Effects of intraduodenal infusion of L-tryptophan on ad libitum eating, antropyloroduodenal motility, glycemia, insulinemia, and gut peptide secretion in healthy men

Abstract

CONTEXT: Changes in gut motor and hormonal function contribute to the eating-inhibitory and glucose-lowering effects of protein. The effect of amino acids, the digestive products of protein, on gastrointestinal function, eating, and glycemia has not been investigated comprehensively. OBJECTIVE: We tested the hypothesis that L-tryptophan (L-Trp) stimulates gastrointestinal motor and hormonal functions, inhibits eating, and modulates glycemia.
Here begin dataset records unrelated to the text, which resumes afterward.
use thiserror::Error;

/// Raised by a legality query when the side to move has no legal moves
/// because the game is already decided.
#[derive(Clone, Copy, Debug, PartialEq, Eq, Error)]
pub enum Terminal {
    #[error("the side to move has already won")]
    AlreadyWin,
    #[error("the side to move has already lost")]
    AlreadyLoss,
}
Design, Settings, Participants, and Intervention: Ten healthy, normal-weight men were studied in randomized, double-blind fashion, each receiving a 90-minute intraduodenal infusion of L-Trp at 0.075 (total 6.75 kcal) or 0.15 (total 13.5 kcal) kcal/min or saline (control). MAIN OUTCOME MEASURES: Antropyloroduodenal motility, plasma ghrelin, cholecystokinin, glucagon-like peptide-1, peptide tyrosine tyrosine, insulin, glucagon, blood glucose, and appetite perceptions were measured. Food intake was quantified from a buffet meal after the infusion. RESULTS: Intraduodenal L-Trp suppressed antral pressures (P < .05) and stimulated pyloric pressures (P < .01) and markedly increased cholecystokinin and glucagon (both P < .001). Glucagon-like peptide-1 and peptide tyrosine tyrosine increased modestly (both P < .001), but there was no effect on total ghrelin. Insulin increased slightly (P < .05) without affecting blood glucose. Plasma L-Trp increased substantially (P < .001). All effects were dose-related and associated with increased fullness and substantially decreased energy intake (P < .001). There was a strong inverse correlation between energy intake and plasma L-Trp (r = -0.70; P < .001). CONCLUSIONS: Low caloric intraduodenal loads of L-Trp affect gut motor and hormonal function and markedly reduce energy intake. A strong inverse correlation between energy intake and plasma L-Trp suggests that, beyond gut mechanisms, direct effects of circulating L-Trp mediate its eating-inhibitory effect.